Position-specific and clumped isotope compositions that reveal intramolecular isotope distributions can offer novel insights into the physical and chemical properties of substances. In particular, the intramolecular isotope effects observed in propane have demonstrated significant potential for constraining the formation and evolution of hydrocarbons. To calibrate measurements and interpret observations, a comprehensive understanding of equilibrium isotope fractionation within propane is required. However, previous studies yielded inconsistent calculations of position-specific isotope equilibria, and lacked any prediction of clumped isotope equilibria in the methyl group of propane. Here, we employ quantum chemical calculations beyond the harmonic approximation and the Born-Oppenheimer approximation to study the intramolecular isotope equilibria in propane. Benchmark coupled cluster calculations (CCSD(T)) were used to produce reliable frequencies of propane isotopologues.
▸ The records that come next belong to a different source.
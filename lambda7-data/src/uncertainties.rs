//! Experimental mass uncertainties in MeV (PDG), keyed by particle key

/// Used when a particle has no entry
pub const DEFAULT_UNCERTAINTY_MEV: f64 = 1.0;

/// One tabulated uncertainty
#[derive(Debug, Clone, PartialEq)]
pub struct Uncertainty {
    pub key: String,
    pub mev: f64,
}

impl Uncertainty {
    pub fn new(key: impl Into<String>, mev: f64) -> Self {
        Self { key: key.into(), mev }
    }
}

pub const UNCERTAINTIES: &[(&str, f64)] = &[
    // Proton and neutron are known to better than a meV
    ("p", 0.00000029e-3),
    ("n", 0.00000054e-3),
    ("Lambda", 0.006),
    ("Sigma+", 0.03),
    ("Sigma0", 0.03),
    ("Sigma-", 0.04),
    ("Sigma*+", 0.9),
    ("Sigma*0", 0.9),
    ("Sigma*-", 0.9),
    ("Xi0", 0.08),
    ("Xi-", 0.06),
    ("Xi*0", 0.8),
    ("Xi*-", 0.9),
    ("Omega", 0.21),
    // Δ mass is only known to the resonance width scale
    ("Delta++", 2.0),
    ("Delta+", 2.0),
    ("Delta0", 2.0),
    ("Delta-", 2.0),
    ("Lc+", 0.14),
    ("Sc++", 0.14),
    ("Sc+", 0.4),
    ("Sc0", 0.14),
    ("Sc*++", 0.4),
    ("Sc*+", 0.5),
    ("Sc*0", 0.4),
    ("Xc+", 0.31),
    ("Xc0", 0.28),
    ("Xc*+", 0.5),
    ("Xc*0", 0.5),
    ("Oc0", 0.21),
    ("Oc*0", 0.5),
    ("Xcc++", 0.4),
    ("Lb0", 0.06),
    ("Sb+", 0.5),
    ("Sb-", 0.5),
    ("Xb0", 0.4),
    ("Xb-", 0.4),
    ("Ob-", 0.22),
];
By integrating the CCSD(T) outcomes with effects beyond the harmonic and Born-Oppenheimer approximations, we present high-accuracy equilibrium carbon and hydrogen isotope fractionation between the methylene and methyl sites, and report for the first time the equilibrium Δ13CH2D and Δ12CHD2 signatures of the methyl group in propane. Our results of position-specific isotope equilibria can serve as a reference frame for calibrating both theoretical calculations and experimental measurements. The equilibrium Δ13CH2D and Δ12CHD2 values provide a theoretical framework for further studies of 13CD and DD clumping in methyl groups of alkanes, and are valuable for tracing the sources and sinks of methyl groups as well as processes related to methylation.